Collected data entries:
● ● ● ●

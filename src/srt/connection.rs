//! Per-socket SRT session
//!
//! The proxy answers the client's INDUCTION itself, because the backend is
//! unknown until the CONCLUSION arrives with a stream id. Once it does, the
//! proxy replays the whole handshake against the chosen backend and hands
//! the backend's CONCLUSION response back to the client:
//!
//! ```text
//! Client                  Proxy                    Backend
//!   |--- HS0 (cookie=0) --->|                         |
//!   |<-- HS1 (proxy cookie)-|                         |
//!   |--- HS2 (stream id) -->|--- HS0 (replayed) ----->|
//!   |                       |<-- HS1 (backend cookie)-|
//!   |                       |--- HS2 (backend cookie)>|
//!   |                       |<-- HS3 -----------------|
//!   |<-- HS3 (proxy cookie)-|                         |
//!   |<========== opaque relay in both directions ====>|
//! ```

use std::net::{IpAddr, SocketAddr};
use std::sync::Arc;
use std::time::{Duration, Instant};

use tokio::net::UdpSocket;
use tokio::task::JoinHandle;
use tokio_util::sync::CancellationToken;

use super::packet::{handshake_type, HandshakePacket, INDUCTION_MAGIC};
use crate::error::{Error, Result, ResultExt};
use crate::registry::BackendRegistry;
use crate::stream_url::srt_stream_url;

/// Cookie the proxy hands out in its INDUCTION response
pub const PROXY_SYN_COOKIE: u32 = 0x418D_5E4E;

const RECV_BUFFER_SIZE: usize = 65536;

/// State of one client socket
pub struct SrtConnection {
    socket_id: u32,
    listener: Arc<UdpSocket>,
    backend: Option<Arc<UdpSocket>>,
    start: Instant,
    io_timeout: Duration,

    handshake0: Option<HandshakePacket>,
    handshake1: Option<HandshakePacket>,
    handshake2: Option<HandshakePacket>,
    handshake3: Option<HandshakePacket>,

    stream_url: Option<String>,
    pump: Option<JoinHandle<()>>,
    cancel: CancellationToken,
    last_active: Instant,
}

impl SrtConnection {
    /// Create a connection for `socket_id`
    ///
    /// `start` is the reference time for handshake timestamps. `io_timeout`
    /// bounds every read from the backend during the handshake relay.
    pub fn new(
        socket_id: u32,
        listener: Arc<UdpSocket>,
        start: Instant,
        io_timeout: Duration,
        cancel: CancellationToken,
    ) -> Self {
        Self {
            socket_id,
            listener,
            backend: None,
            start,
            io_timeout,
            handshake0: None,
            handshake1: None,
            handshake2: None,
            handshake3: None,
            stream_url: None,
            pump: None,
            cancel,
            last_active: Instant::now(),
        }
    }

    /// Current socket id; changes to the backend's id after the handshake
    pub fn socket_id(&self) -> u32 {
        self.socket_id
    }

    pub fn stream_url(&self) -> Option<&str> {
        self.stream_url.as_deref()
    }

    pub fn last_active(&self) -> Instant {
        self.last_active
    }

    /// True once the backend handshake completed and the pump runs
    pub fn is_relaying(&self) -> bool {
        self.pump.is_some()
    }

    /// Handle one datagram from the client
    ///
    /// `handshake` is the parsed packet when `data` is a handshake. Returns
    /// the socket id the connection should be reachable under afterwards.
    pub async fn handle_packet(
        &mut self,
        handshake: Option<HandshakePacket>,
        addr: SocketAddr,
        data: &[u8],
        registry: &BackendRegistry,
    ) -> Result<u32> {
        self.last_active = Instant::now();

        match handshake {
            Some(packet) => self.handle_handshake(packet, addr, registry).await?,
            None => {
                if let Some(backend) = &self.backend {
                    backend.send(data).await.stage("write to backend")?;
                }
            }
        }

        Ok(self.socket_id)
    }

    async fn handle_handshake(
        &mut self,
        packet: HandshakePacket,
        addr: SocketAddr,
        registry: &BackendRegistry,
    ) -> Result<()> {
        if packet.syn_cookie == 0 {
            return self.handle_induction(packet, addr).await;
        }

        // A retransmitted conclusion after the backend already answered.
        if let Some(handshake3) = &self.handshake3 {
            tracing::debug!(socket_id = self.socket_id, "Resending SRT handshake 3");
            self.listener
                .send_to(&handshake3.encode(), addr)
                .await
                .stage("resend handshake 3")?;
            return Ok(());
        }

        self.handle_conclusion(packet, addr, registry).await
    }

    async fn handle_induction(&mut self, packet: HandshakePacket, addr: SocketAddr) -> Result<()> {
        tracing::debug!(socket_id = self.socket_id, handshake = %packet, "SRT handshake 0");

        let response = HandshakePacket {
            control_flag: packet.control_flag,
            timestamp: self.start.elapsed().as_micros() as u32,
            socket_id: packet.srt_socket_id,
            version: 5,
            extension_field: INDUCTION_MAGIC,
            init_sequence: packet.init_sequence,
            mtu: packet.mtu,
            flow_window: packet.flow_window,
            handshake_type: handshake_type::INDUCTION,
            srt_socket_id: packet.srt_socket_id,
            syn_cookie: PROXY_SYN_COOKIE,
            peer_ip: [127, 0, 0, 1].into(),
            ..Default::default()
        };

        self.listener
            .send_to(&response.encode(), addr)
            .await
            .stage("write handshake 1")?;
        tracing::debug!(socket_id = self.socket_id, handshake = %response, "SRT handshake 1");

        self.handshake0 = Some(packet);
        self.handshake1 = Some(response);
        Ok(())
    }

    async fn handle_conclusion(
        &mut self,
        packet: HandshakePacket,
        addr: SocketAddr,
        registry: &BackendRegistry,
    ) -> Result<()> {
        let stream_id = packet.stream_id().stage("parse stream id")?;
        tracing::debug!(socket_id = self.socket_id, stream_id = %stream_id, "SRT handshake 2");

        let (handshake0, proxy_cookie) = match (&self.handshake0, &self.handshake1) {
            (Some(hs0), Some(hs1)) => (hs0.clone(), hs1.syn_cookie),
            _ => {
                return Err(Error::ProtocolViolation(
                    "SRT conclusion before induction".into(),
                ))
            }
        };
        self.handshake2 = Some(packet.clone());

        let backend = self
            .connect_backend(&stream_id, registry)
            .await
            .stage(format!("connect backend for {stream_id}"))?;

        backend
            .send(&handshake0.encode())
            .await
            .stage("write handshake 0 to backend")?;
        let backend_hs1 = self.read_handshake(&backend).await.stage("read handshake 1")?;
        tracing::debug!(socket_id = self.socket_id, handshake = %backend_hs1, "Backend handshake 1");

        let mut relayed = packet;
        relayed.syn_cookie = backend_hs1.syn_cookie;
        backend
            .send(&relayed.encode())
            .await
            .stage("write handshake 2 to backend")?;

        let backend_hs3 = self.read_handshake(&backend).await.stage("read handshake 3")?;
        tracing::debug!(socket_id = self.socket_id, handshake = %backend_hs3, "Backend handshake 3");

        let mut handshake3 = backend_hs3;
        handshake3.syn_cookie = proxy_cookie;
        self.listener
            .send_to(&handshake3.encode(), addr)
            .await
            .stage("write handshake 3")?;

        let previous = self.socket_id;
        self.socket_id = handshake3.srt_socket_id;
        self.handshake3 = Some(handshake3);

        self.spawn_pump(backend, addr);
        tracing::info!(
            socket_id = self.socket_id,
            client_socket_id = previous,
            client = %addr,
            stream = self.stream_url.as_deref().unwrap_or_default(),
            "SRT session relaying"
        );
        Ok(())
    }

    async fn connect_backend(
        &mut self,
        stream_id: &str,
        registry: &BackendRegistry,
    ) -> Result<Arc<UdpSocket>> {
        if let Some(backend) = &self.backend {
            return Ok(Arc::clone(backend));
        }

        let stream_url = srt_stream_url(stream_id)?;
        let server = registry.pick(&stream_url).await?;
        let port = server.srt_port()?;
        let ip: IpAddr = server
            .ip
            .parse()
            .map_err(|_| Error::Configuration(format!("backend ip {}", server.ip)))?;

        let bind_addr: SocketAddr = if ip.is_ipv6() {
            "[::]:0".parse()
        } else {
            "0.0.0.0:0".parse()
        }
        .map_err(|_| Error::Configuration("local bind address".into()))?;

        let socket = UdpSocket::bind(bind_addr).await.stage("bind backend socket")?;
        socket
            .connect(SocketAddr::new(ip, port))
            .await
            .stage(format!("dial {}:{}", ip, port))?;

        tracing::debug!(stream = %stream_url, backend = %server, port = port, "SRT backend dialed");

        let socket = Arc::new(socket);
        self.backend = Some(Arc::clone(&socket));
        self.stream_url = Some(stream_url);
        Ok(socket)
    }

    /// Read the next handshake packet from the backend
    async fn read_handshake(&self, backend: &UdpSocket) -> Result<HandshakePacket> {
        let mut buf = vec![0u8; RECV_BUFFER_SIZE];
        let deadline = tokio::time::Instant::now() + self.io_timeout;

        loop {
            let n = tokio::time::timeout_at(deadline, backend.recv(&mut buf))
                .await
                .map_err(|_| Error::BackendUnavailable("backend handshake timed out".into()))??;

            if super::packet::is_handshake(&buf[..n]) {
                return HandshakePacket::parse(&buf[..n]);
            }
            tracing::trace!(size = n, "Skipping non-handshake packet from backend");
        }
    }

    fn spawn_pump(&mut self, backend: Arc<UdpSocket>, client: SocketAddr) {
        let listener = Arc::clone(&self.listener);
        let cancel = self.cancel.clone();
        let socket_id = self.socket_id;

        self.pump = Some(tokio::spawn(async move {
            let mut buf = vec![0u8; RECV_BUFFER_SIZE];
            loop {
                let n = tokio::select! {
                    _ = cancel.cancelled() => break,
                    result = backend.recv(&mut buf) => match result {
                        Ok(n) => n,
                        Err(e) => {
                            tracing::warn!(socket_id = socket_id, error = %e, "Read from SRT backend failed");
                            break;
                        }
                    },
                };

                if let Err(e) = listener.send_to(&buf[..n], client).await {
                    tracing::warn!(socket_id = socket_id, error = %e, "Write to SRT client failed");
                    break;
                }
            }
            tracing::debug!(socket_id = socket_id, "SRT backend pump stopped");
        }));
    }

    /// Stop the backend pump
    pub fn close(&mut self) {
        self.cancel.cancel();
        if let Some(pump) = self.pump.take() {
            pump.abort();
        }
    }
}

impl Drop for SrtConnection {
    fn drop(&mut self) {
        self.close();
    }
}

● ● ● ●

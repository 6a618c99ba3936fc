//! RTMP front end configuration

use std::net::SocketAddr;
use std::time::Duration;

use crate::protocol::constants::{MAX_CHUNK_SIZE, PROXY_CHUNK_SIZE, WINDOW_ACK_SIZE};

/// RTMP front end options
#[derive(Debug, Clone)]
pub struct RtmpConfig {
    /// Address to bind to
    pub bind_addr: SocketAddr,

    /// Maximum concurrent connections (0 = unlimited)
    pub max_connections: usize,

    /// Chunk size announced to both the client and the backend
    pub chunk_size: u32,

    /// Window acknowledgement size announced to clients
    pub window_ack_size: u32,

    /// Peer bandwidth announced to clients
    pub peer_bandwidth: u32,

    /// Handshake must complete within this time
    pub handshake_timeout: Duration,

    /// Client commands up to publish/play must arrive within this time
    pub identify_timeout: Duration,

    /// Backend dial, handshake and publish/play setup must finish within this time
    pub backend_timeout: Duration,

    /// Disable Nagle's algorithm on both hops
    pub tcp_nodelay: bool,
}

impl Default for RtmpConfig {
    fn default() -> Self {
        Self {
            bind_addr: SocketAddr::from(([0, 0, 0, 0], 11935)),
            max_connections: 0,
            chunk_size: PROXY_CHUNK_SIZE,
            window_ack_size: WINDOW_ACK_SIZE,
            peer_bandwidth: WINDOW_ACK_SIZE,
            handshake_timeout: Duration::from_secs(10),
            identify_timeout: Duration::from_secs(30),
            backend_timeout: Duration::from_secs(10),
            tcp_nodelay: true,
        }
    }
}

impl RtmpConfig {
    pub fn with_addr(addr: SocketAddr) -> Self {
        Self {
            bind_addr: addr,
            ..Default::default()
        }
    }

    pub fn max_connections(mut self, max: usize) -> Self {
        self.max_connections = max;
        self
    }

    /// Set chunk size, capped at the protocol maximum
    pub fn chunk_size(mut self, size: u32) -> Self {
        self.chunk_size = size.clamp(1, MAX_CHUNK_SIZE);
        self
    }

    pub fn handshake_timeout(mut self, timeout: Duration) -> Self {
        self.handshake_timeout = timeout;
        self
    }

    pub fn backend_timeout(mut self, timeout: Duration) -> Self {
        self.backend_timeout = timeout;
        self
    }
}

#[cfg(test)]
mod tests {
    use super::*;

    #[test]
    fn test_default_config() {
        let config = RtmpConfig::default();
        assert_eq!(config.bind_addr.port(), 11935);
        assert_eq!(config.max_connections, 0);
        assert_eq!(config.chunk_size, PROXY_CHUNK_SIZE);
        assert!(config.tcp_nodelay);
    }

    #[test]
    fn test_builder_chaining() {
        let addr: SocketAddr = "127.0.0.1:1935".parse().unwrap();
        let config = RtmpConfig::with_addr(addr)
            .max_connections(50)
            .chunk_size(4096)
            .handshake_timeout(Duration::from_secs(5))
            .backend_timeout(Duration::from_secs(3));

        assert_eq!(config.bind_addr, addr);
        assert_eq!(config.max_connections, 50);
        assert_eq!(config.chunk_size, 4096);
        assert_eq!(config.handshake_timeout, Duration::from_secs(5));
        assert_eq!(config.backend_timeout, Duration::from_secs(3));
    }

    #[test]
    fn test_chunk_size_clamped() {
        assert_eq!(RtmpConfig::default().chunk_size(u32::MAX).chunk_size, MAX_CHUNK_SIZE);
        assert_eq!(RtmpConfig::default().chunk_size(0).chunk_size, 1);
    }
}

● ● ● ●

WORK TO BE COMPLETED: The string "warn": state how many lines above contain it, giving nothing but the number.

YOUR SOLUTION: 2